分科会が昨年8月に示した「ステージ」は、感染状況(病床使用率やPCR検査の陽性率などの項目)に応じて4段階に分けられていました。しかしこれまでは、国と自治体、専門家との間でこの認識が迅速に共有されず、感染が拡大しそうなときに急ブレーキをかけるための「サーキットブレーカー」として機能しないこともあったと、今回の提言で尾見会長は述べました。今回の見直しは、このような背景に踏まえ、感染が拡大する兆しをより早く捉えて対策につなげるために行なったということです。

しかし、ステージの指標がサーキットブレーカーとして機能しなかったことは中身の問題ももちろんありますが、そもそもステークホルダー間のリスクコミュニケーションの欠如という日本特有の問題が大きいように思います。つまり、感染症対策の当事者である専門家と政策決定者である政治家との間のコミュニケーションの悪さがあると言えます。加えて、厚生労働省官僚が政策の無謬性に拘泥するあまり、しばしば情報の恣意的操作や隠蔽を図ることが、国民への正確な情報伝達を阻害しているということがあるでしょう。

その端的な例が、厚労省といわゆる"感染症コミュニティ"を発信源とする検査抑制論です。彼らは検査を医療資源としてのみ捉え、かつ2009年のパンデミック後に提言を受けたはずの検査拡充をサボり続けてきたことのゴマカシとして、その限定的使用を打ち出し、ことさらPCR検査の精度が悪いというデマ情報を流してきました。それによって日本の感染症対策は危機的というくらいに遅れ、被害を拡大したことは明らかであり、その責任はきわめて重いと言えます。

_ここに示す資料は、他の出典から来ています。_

use proptest::prelude::*;
use wealth_dashboard::dashboard::layout::{calculate_layout, LayoutConfig, WidgetPlacement, WidgetWidth};
use wealth_dashboard::dashboard::{Dashboard, WidgetRegistry};
use wealth_dashboard::drag::reorder_by_id;

fn placements(widths: &[WidgetWidth]) -> Vec<WidgetPlacement> {
    widths
        .iter()
        .enumerate()
        .map(|(i, w)| WidgetPlacement::new(&format!("w{i}"), &format!("Widget {i}"), *w))
        .collect()
}

fn row_indices(items: &[WidgetPlacement]) -> Vec<usize> {
    items.iter().map(|p| p.row).collect()
}

fn width_strategy() -> impl Strategy<Value = WidgetWidth> {
    prop_oneof![
        Just(WidgetWidth::OneThird),
        Just(WidgetWidth::OneHalf),
        Just(WidgetWidth::Full),
    ]
}

#[test]
fn full_then_two_thirds() {
    let mut items = placements(&[WidgetWidth::Full, WidgetWidth::OneThird, WidgetWidth::OneThird]);
    calculate_layout(&mut items, &LayoutConfig::default());
    assert_eq!(row_indices(&items), vec![0, 1, 1]);
}

#[test]
fn three_halves_then_third() {
    let mut items = placements(&[
        WidgetWidth::OneHalf,
        WidgetWidth::OneHalf,
        WidgetWidth::OneHalf,
        WidgetWidth::OneThird,
    ]);
    calculate_layout(&mut items, &LayoutConfig::default());
    assert_eq!(row_indices(&items), vec![0, 0, 1, 1]);
}

#[test]
fn default_dashboard_uses_enabled_registry_entries() {
    let registry = WidgetRegistry::with_defaults();
    let expected = registry.default_enabled();
    let dashboard = Dashboard::new(registry, LayoutConfig::default(), None, None);
    assert_eq!(dashboard.enabled_ids(), expected);
    assert!(dashboard
        .placements()
        .iter()
        .all(|p| p.width == WidgetWidth::OneThird));
    assert_eq!(row_indices(dashboard.placements()), vec![0, 0, 0, 1]);
}

#[test]
fn empty_dashboard_is_valid() {
    let mut dashboard = Dashboard::new(
        WidgetRegistry::with_defaults(),
        LayoutConfig::default(),
        None,
        None,
    );
    dashboard.set_enabled_widgets::<&str>(&[]);
    assert!(dashboard.placements().is_empty());
    assert!(dashboard.rows().is_empty());
}

proptest! {
    #[test]
    fn rows_never_exceed_capacity(widths in prop::collection::vec(width_strategy(), 0..40)) {
        let cfg = LayoutConfig::default();
        let mut items = placements(&widths);
        calculate_layout(&mut items, &cfg);

        let mut expected_row = 0;
        let mut sum = 0.0_f32;
        for (idx, item) in items.iter().enumerate() {
            if idx > 0 && item.row != items[idx - 1].row {
                prop_assert_eq!(item.row, items[idx - 1].row + 1, "rows must be contiguous");
                expected_row += 1;
                sum = 0.0;
            }
            prop_assert_eq!(item.row, expected_row);
            sum += cfg.units(item.width);
            prop_assert!(sum <= cfg.row_capacity, "row {} holds {} units", item.row, sum);
        }
        if let Some(first) = items.first() {
            prop_assert_eq!(first.row, 0);
        }
    }

    #[test]
    fn recompute_is_idempotent(widths in prop::collection::vec(width_strategy(), 0..40)) {
        let cfg = LayoutConfig::default();
        let mut items = placements(&widths);
        calculate_layout(&mut items, &cfg);
        let first = items.clone();
        calculate_layout(&mut items, &cfg);
        prop_assert_eq!(first, items);
    }

    #[test]
    fn reorder_preserves_ids(
        len in 1usize..12,
        from in 0usize..12,
        to in 0usize..12,
    ) {
        let mut ids: Vec<String> = (0..len).map(|i| format!("w{i}")).collect();
        let active = format!("w{from}");
        let over = format!("w{to}");
        let mut before = ids.clone();
        reorder_by_id(&mut ids, &active, Some(over.as_str()), |id| id.as_str(), |_| false);
        let mut after = ids.clone();
        before.sort();
        after.sort();
        prop_assert_eq!(before, after);
    }
}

それはさておき、分科会が示した見直しの内容をここでチェックしていきましょう。

2. 新しい指標の提言

今回の見直しでの大きな変化は、これまでの「ステージ」の指標に加え、「感染拡大の兆しを早期に捉えるための指標」と「強い対策をとるタイミングの指標」が新しく設けられたことです(図2)。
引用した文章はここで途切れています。